§ **Problem description**
Copy each line of the records that holds the string "None".

§ **Information**

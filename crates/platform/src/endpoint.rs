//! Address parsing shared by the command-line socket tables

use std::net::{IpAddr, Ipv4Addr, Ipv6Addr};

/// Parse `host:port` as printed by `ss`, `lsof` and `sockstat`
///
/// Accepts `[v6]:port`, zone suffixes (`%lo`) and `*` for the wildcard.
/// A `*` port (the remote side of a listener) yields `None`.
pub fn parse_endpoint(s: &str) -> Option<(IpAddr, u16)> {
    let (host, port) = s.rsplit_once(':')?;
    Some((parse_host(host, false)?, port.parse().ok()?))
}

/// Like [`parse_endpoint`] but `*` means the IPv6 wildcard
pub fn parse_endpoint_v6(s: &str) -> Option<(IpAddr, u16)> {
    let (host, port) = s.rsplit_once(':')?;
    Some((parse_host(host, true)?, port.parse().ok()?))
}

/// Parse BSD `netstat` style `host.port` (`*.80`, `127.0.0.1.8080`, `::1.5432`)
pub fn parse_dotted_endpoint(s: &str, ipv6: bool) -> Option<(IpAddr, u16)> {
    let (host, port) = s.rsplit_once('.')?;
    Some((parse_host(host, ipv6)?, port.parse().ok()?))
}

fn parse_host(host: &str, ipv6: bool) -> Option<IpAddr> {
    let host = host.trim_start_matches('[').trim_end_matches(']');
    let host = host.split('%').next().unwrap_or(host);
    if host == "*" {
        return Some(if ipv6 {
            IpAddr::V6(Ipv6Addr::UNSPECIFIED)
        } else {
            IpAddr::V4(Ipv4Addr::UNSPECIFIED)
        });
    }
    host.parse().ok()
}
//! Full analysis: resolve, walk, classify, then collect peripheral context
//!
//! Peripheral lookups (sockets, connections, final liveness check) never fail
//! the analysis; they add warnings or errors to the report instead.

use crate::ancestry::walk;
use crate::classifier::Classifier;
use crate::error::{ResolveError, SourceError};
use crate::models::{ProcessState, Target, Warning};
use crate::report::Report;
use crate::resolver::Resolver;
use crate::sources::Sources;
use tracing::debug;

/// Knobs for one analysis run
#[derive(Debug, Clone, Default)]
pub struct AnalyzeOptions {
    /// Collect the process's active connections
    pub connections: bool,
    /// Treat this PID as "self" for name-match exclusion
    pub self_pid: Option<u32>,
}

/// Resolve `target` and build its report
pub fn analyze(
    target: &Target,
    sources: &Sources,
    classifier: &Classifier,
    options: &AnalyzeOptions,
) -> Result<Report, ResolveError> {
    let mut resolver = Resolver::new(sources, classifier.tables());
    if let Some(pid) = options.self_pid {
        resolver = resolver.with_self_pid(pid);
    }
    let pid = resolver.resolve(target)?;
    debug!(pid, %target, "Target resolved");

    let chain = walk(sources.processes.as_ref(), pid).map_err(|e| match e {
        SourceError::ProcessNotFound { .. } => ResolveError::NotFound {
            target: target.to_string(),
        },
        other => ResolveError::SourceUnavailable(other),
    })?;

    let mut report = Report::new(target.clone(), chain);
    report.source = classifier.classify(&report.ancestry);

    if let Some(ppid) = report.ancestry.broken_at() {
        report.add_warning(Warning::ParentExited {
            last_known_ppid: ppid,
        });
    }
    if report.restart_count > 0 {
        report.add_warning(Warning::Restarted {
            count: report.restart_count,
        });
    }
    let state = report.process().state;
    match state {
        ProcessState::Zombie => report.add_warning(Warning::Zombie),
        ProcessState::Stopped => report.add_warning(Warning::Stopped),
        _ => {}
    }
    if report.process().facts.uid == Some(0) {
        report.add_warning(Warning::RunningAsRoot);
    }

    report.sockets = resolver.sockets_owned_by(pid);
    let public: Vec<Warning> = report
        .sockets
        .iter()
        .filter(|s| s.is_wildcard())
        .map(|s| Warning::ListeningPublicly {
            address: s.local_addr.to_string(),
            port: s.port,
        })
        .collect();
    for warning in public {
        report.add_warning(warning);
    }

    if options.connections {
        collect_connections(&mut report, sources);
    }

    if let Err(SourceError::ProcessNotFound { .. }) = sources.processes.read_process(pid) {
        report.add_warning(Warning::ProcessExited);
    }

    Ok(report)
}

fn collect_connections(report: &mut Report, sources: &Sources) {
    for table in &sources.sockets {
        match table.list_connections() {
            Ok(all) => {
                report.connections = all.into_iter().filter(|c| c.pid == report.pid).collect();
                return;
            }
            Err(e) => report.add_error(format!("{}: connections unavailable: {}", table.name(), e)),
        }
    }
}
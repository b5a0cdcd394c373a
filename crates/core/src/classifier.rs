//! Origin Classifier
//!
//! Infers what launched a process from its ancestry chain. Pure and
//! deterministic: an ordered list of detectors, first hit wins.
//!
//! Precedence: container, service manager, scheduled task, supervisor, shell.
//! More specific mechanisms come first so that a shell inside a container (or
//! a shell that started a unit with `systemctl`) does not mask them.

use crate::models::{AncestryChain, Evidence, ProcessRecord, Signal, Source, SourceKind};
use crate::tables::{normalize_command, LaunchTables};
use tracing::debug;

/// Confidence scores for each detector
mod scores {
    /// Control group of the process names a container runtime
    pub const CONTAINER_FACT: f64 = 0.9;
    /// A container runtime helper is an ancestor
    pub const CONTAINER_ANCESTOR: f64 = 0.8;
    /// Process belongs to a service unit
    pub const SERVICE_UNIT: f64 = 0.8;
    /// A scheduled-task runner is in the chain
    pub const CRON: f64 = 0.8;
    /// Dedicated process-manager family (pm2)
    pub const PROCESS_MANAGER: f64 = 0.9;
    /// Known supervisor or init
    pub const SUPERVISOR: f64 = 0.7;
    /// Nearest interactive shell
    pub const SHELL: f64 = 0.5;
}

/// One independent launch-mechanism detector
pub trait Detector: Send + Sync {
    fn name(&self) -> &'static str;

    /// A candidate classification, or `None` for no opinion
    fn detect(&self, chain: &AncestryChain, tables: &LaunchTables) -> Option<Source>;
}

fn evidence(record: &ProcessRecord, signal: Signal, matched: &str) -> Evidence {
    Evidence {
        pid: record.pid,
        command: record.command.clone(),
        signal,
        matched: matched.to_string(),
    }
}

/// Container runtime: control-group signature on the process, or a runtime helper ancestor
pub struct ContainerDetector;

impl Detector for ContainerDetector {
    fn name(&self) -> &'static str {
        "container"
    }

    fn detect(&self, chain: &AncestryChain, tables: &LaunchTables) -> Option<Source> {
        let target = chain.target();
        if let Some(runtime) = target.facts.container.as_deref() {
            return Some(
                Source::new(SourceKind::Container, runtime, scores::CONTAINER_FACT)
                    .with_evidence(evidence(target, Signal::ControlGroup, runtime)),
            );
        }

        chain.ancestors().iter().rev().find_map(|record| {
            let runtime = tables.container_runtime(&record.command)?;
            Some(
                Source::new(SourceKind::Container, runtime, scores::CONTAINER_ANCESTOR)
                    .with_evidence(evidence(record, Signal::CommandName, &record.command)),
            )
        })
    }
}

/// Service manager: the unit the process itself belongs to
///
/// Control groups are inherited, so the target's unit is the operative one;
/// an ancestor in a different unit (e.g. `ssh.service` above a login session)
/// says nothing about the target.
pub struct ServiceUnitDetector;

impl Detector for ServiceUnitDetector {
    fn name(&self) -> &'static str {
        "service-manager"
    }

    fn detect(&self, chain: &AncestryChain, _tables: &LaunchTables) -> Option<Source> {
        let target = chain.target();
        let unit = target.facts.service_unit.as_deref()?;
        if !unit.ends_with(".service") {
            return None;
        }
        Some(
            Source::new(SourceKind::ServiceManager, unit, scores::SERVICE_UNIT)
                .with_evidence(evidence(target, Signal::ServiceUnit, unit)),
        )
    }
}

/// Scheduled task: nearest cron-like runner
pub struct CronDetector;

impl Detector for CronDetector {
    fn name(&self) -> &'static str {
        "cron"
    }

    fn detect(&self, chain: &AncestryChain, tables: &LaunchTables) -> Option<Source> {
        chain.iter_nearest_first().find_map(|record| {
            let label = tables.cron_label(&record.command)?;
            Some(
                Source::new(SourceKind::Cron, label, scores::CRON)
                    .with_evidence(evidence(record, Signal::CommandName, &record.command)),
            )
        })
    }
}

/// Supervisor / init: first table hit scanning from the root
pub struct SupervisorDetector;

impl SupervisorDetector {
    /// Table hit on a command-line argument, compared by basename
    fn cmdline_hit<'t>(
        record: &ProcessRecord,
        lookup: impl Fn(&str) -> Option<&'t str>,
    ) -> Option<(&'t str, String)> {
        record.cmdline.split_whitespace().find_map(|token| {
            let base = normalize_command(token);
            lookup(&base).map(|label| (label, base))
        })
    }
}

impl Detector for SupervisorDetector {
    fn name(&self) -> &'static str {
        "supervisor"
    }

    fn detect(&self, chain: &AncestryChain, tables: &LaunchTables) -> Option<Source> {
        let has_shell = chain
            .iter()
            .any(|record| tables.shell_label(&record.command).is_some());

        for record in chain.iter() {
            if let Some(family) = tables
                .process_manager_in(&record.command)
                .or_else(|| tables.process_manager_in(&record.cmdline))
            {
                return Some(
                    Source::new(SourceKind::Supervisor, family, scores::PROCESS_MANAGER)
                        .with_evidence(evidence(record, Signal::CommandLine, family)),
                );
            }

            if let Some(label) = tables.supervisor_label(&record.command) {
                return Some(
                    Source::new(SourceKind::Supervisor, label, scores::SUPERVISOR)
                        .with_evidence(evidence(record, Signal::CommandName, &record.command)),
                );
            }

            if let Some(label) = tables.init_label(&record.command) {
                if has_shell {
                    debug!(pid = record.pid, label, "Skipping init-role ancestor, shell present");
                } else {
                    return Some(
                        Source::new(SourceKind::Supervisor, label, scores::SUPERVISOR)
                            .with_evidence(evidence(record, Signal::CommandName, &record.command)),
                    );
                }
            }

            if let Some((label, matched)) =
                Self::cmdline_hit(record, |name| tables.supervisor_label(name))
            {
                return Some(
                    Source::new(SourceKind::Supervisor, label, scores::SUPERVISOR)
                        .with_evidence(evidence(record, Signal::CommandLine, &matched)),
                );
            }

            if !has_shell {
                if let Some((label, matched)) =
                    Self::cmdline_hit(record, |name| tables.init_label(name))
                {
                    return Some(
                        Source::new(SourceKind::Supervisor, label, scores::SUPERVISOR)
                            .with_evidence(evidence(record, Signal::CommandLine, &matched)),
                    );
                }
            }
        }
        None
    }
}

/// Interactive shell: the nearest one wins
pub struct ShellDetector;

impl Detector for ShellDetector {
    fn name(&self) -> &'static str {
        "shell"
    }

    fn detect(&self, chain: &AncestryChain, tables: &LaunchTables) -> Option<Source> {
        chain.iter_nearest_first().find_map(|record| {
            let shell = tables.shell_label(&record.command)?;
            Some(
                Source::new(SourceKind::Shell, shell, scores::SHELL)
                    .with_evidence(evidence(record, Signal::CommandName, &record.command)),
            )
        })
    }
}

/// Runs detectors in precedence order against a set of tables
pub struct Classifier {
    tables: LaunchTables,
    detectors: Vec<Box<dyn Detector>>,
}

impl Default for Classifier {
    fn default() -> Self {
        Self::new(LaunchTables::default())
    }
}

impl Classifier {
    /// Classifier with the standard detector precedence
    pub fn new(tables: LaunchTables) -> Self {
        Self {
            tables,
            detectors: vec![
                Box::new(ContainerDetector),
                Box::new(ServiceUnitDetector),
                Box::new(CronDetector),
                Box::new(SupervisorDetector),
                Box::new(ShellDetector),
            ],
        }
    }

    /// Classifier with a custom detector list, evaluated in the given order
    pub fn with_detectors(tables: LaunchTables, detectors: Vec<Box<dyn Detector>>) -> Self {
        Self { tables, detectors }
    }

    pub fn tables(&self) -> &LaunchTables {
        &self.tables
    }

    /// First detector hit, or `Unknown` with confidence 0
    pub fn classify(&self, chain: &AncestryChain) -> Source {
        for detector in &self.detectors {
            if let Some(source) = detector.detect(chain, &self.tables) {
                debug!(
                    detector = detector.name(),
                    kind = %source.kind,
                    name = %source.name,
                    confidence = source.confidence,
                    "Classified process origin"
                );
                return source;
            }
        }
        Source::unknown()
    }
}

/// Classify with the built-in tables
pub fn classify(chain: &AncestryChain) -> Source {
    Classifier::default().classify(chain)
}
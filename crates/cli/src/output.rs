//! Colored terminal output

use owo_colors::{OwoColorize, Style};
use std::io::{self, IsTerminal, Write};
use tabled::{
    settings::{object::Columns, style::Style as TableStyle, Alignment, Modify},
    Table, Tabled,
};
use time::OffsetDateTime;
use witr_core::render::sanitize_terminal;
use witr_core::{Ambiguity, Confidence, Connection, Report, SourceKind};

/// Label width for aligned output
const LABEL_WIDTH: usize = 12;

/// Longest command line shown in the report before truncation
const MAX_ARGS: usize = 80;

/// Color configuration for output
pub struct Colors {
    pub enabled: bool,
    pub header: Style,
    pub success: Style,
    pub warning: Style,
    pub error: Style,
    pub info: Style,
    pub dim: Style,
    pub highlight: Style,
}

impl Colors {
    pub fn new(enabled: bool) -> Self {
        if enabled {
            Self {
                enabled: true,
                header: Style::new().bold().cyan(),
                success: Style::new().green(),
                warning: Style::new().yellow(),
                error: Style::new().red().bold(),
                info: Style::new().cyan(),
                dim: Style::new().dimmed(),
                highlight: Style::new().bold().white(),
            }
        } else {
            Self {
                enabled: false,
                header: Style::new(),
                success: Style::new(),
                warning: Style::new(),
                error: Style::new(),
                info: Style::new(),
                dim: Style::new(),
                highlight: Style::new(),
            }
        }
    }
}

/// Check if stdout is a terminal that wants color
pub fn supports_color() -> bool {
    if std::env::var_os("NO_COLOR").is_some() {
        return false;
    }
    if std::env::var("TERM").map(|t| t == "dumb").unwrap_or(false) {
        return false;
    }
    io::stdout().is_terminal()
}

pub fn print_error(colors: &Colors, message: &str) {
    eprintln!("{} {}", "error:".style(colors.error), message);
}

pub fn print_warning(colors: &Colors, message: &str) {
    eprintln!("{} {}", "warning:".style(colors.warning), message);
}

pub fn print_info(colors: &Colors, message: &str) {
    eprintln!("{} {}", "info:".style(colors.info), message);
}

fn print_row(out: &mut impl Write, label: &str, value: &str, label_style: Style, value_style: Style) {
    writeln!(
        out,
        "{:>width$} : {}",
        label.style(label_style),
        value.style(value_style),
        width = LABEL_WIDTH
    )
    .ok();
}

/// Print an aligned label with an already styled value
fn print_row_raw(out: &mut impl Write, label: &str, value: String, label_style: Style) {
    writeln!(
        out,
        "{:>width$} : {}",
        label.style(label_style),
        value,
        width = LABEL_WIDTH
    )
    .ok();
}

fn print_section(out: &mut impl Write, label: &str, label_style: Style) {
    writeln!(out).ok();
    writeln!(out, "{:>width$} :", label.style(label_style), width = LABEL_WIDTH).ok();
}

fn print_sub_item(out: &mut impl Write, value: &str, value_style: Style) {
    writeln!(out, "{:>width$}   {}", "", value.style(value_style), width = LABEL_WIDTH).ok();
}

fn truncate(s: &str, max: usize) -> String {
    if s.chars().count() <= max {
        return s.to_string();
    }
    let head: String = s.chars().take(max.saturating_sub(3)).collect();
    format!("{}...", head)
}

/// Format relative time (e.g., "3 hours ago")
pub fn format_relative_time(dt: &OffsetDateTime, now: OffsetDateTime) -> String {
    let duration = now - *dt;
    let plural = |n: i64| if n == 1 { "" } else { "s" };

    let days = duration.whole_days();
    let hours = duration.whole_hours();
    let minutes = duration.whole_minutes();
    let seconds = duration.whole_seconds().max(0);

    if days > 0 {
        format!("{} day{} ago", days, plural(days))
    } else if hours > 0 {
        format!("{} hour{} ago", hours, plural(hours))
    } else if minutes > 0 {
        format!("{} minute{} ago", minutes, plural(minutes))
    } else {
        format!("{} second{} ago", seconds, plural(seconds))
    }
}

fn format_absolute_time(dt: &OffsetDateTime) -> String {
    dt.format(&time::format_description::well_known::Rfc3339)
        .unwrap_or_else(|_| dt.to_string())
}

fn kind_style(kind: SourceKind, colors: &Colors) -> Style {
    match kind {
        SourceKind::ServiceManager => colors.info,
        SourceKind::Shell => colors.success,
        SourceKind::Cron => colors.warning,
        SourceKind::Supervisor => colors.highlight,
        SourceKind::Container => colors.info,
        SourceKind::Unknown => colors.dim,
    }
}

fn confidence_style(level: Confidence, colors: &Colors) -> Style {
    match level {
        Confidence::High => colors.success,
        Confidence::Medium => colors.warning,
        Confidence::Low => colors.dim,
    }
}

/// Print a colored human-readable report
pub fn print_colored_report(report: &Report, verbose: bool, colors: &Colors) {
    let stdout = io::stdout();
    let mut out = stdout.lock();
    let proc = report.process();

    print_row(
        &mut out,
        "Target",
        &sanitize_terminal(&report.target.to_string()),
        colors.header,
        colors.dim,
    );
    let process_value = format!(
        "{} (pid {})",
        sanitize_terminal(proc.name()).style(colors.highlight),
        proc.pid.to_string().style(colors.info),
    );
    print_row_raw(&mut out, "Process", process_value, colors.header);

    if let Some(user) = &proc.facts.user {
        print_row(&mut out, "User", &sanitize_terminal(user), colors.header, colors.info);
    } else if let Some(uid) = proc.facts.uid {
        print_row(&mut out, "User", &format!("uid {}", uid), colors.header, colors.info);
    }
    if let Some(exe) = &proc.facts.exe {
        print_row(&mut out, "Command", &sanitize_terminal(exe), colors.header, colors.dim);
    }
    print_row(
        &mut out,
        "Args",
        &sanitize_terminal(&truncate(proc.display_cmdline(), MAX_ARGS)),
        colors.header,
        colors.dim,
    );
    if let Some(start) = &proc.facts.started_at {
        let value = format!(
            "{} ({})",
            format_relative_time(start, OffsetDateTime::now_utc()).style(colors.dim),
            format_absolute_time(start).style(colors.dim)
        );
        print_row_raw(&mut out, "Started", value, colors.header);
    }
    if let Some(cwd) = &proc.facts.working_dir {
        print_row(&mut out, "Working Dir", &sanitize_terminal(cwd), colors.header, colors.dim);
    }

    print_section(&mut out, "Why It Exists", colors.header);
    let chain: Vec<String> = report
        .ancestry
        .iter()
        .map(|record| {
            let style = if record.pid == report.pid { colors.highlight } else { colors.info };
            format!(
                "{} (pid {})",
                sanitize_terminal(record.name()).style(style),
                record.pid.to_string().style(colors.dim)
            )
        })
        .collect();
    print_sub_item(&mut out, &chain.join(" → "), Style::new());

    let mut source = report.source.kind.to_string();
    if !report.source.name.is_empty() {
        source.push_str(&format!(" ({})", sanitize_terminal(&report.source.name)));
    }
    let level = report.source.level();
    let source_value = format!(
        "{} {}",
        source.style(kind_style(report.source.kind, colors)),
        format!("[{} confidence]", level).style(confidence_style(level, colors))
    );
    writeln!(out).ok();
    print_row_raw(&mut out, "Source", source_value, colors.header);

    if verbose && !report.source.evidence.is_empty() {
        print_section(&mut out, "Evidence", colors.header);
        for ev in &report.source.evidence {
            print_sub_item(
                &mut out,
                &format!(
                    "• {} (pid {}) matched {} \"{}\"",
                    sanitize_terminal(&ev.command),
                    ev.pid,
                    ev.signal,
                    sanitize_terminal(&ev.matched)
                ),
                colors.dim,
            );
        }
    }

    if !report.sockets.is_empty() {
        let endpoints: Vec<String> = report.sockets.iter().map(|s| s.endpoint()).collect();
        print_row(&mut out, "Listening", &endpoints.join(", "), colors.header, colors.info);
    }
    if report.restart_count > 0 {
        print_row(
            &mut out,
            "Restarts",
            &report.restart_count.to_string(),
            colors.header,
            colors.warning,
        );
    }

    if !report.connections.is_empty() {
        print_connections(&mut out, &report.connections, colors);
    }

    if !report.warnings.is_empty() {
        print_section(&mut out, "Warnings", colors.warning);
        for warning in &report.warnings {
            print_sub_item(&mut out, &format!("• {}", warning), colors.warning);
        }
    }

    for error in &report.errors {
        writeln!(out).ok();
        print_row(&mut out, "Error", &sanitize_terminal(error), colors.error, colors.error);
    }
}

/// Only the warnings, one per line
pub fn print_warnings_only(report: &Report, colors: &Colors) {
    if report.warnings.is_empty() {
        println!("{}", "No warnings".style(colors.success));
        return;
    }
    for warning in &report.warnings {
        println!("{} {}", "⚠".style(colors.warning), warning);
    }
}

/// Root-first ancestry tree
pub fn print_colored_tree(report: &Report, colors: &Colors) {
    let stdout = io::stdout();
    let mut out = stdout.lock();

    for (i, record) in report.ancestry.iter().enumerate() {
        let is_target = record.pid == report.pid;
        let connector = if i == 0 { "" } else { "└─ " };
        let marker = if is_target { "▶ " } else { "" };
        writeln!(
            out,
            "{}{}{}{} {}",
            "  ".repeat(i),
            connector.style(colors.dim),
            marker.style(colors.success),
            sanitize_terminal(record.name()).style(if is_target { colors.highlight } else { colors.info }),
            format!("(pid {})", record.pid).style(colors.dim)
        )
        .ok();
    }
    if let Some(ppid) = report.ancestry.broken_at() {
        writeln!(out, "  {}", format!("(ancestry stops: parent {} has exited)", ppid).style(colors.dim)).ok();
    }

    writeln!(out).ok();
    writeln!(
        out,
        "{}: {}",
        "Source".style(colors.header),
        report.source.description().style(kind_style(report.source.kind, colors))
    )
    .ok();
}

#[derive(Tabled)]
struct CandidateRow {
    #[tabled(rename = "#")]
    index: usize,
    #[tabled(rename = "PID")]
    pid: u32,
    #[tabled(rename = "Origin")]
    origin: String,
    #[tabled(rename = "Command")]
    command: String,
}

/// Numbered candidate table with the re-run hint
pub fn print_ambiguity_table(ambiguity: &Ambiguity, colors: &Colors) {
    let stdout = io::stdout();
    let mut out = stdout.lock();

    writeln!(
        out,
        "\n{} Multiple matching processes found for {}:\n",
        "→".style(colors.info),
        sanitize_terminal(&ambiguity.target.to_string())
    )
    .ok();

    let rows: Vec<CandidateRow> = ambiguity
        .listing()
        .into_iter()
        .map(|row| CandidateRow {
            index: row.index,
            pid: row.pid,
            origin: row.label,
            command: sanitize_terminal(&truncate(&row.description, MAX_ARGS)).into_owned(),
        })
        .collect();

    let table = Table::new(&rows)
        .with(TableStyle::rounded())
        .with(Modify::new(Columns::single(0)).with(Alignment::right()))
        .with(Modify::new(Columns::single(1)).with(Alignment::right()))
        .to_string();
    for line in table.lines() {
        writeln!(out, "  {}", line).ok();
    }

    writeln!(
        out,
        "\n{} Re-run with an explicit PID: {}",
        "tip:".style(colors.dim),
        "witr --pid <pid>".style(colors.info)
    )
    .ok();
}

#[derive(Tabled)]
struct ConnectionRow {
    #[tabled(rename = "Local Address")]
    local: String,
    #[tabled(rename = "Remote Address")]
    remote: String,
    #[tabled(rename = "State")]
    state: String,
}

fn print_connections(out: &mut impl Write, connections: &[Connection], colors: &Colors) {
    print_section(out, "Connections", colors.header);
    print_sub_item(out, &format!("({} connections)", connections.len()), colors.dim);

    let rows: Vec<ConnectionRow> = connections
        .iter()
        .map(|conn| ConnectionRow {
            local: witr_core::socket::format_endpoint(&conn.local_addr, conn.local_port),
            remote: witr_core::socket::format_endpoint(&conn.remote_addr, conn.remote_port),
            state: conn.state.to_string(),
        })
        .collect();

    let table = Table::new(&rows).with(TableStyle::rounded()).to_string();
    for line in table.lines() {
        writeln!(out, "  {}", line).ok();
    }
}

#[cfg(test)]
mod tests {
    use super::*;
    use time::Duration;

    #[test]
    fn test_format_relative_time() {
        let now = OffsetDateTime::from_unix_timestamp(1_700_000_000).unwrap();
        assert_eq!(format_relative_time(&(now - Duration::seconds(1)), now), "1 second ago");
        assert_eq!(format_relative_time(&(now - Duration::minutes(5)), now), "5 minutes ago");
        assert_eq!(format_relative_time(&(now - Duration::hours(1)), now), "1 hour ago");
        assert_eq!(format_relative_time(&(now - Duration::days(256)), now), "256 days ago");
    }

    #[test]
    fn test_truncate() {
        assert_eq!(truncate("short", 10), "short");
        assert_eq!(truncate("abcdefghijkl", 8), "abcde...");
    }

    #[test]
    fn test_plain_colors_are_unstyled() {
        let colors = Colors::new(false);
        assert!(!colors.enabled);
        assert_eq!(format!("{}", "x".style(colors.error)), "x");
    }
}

§ **Task result**
/// A `*` port (the remote side of a listener) yields `None`.
    /// A candidate classification, or `None` for no opinion
            return None;
        None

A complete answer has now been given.